(Provided entries begins)
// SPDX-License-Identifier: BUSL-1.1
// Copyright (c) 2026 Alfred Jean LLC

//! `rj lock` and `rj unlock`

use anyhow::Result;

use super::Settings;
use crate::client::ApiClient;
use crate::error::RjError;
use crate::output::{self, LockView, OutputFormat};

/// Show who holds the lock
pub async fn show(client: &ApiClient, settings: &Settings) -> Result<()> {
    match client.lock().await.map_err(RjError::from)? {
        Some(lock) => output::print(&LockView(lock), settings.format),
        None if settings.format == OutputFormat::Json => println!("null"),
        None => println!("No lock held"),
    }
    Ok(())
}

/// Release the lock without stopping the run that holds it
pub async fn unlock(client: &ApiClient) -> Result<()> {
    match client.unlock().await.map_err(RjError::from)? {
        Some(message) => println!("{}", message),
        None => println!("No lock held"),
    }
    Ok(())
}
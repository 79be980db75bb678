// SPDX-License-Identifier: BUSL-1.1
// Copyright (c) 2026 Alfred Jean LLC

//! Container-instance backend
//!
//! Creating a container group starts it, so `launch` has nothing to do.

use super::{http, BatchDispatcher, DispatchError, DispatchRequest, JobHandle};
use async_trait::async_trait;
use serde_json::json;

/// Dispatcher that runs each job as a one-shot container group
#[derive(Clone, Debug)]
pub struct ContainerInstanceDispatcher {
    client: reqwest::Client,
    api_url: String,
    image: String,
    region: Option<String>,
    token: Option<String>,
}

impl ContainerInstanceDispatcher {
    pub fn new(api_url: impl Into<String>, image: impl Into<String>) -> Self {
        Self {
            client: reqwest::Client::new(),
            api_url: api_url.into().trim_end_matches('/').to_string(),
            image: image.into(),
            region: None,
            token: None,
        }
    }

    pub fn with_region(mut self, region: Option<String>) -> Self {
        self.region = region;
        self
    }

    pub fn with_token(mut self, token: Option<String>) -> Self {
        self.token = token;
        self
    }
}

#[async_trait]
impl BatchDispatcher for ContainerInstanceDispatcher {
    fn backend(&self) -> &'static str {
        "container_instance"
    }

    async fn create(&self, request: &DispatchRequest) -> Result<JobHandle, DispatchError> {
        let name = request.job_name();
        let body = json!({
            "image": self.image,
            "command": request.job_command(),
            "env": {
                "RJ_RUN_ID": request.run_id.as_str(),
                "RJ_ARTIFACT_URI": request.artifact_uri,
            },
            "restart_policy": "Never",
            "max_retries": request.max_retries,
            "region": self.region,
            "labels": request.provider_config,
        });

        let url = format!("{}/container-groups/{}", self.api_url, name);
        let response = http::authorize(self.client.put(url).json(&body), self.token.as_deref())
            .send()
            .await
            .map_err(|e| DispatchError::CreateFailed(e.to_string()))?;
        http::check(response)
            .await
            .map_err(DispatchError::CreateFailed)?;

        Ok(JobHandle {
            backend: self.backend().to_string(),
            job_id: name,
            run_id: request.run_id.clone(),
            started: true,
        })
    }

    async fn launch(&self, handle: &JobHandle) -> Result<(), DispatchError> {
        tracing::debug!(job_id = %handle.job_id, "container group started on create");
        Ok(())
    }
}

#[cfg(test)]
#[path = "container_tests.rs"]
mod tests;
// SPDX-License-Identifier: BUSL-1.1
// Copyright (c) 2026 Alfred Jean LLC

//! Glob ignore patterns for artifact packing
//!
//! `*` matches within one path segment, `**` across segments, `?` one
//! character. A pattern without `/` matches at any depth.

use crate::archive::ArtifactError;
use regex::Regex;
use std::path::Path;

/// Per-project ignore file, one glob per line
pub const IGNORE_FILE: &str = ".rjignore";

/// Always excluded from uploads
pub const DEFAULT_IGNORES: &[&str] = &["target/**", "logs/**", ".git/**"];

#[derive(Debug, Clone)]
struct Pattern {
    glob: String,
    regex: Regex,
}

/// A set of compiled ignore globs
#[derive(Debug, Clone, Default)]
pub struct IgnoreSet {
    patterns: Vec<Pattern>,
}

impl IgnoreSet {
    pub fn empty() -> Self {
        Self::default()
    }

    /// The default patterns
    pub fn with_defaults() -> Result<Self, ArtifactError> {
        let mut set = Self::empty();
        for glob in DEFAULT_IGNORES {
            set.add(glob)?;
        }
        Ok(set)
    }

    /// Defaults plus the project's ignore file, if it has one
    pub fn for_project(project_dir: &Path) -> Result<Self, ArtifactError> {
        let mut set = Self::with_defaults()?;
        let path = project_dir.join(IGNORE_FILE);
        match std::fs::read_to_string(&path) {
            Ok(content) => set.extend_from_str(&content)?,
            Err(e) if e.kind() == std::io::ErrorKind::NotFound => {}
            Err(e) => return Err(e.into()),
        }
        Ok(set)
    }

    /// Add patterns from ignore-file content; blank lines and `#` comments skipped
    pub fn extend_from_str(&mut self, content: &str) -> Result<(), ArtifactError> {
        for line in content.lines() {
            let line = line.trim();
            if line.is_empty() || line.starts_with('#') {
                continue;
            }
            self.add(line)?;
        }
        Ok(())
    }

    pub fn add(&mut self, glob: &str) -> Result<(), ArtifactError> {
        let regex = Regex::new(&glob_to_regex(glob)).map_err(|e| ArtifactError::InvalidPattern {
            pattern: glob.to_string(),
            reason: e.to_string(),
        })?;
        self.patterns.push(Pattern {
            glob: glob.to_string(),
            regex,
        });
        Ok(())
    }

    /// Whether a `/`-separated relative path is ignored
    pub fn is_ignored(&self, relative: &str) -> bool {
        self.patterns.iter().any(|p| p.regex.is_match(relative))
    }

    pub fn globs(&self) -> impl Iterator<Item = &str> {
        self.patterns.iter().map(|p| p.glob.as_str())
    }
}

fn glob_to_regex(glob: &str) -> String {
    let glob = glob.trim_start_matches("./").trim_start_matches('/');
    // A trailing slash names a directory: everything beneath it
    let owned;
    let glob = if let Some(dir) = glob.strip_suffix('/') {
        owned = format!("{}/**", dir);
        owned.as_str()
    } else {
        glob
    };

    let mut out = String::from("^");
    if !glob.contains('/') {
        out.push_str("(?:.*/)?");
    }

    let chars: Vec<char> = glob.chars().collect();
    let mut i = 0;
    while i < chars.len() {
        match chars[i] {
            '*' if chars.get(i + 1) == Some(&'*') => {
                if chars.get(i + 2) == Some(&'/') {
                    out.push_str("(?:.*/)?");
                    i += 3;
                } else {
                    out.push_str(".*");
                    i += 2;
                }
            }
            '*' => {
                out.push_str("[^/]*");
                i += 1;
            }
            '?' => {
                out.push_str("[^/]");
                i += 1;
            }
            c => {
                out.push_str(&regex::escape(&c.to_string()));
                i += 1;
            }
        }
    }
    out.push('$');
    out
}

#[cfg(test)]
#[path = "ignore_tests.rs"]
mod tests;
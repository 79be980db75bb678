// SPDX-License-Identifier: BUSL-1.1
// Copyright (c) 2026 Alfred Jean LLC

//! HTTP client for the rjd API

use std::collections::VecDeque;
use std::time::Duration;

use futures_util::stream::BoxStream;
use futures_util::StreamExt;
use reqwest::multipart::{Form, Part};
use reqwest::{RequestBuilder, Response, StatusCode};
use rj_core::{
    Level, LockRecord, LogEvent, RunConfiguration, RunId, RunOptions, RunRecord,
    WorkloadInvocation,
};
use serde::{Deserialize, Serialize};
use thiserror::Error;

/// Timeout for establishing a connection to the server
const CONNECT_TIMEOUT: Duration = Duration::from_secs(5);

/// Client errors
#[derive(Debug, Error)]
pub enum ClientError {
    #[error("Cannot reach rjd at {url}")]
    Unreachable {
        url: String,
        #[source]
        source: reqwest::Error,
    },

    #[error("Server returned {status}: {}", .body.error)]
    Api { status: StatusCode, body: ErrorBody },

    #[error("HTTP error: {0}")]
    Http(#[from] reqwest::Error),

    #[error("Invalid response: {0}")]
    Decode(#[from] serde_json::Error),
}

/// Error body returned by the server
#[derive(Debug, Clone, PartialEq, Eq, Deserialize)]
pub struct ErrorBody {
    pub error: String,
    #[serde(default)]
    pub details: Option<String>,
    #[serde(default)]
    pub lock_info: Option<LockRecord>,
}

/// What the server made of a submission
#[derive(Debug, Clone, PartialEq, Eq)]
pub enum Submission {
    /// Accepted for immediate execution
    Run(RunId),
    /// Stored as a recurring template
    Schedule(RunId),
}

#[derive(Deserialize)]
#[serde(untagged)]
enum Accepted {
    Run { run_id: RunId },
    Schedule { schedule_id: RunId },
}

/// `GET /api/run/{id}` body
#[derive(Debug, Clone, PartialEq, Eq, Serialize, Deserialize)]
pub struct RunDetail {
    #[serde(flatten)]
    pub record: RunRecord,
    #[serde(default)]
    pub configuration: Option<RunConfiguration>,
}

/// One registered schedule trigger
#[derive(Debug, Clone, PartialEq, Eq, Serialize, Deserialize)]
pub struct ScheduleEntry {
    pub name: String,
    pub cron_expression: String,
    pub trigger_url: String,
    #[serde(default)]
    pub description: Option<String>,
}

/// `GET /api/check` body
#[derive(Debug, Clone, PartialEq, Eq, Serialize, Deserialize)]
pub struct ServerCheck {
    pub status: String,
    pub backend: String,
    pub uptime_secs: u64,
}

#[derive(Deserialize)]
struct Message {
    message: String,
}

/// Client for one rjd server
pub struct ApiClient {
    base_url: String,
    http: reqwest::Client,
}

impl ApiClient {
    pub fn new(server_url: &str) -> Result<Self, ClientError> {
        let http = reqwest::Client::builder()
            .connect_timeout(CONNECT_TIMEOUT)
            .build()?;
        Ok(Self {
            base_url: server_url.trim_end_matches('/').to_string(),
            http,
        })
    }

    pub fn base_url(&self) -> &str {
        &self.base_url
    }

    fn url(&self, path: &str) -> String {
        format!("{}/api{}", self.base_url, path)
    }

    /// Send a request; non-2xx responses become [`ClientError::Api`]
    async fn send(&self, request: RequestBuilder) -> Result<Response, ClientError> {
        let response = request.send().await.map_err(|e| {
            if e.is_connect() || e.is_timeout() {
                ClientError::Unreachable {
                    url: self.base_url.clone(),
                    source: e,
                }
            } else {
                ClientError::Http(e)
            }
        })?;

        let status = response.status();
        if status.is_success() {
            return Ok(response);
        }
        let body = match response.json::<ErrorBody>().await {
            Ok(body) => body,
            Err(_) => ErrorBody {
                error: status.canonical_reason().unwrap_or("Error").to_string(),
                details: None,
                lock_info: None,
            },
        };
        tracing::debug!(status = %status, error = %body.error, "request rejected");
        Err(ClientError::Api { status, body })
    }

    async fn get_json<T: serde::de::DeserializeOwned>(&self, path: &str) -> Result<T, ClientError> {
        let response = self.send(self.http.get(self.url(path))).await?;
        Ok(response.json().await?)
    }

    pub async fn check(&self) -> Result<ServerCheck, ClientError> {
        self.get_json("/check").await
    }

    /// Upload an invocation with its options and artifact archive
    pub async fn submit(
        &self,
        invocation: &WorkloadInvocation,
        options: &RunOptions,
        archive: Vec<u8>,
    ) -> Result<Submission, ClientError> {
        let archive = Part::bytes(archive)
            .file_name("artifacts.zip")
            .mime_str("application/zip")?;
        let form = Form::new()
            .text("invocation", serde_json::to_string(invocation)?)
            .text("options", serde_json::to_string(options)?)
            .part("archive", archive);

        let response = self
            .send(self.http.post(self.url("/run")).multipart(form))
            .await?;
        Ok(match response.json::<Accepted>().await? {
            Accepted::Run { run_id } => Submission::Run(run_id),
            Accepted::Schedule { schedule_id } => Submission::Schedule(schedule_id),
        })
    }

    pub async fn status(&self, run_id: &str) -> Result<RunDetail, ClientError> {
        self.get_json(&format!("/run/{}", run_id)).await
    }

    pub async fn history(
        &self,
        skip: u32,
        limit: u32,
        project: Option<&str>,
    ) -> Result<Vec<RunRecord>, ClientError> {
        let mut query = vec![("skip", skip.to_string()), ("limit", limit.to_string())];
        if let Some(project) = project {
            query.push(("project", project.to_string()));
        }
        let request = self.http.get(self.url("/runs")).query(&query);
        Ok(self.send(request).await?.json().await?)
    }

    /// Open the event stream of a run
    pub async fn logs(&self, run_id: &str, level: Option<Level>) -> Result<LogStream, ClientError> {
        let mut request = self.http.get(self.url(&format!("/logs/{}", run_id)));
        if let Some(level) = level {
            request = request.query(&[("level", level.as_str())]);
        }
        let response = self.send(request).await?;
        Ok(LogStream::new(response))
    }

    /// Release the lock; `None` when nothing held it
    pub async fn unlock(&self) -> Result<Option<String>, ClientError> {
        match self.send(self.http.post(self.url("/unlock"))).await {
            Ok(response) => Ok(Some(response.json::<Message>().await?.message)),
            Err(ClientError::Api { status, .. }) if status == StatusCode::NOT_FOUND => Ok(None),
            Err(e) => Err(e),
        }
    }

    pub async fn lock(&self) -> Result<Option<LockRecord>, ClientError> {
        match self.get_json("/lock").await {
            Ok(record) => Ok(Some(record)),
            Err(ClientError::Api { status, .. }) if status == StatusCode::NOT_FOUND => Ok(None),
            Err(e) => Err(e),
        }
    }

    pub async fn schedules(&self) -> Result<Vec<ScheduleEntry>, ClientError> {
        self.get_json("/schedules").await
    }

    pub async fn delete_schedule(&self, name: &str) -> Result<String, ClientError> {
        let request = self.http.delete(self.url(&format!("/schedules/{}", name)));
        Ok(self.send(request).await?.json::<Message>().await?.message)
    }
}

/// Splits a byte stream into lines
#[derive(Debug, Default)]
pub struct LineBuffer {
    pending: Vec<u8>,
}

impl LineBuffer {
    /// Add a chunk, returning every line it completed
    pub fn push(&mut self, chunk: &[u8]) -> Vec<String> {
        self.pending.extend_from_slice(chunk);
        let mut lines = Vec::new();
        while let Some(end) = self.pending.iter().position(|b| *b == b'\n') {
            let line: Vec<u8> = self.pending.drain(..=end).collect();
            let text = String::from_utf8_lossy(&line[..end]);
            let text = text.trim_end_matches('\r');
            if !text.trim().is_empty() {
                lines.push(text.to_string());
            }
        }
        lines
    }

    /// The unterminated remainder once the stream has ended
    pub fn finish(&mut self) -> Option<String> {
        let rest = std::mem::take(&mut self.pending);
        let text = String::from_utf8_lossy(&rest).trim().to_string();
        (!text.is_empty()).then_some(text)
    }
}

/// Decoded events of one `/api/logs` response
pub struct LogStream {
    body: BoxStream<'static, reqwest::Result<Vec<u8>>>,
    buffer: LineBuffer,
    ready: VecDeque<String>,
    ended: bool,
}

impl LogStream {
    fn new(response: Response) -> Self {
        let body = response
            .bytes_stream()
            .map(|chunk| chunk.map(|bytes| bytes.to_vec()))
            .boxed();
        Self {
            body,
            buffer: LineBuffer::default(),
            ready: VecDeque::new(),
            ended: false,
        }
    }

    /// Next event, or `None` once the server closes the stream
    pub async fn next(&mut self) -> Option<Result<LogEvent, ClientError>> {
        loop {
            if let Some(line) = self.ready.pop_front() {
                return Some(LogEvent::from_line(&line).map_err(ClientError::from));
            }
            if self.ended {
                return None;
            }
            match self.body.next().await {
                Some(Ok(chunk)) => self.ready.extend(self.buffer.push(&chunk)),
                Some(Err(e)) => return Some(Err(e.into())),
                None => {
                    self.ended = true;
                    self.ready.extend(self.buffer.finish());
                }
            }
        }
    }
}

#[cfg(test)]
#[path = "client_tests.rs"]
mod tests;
(Provided entries ends)
• Work to be completed
Transcribe the records from their first line. Stop after the line with "holds the lock", including it.

• Answer to this exercise
// SPDX-License-Identifier: BUSL-1.1
// Copyright (c) 2026 Alfred Jean LLC

//! `rj lock` and `rj unlock`

use anyhow::Result;

use super::Settings;
use crate::client::ApiClient;
use crate::error::RjError;
use crate::output::{self, LockView, OutputFormat};

/// Show who holds the lock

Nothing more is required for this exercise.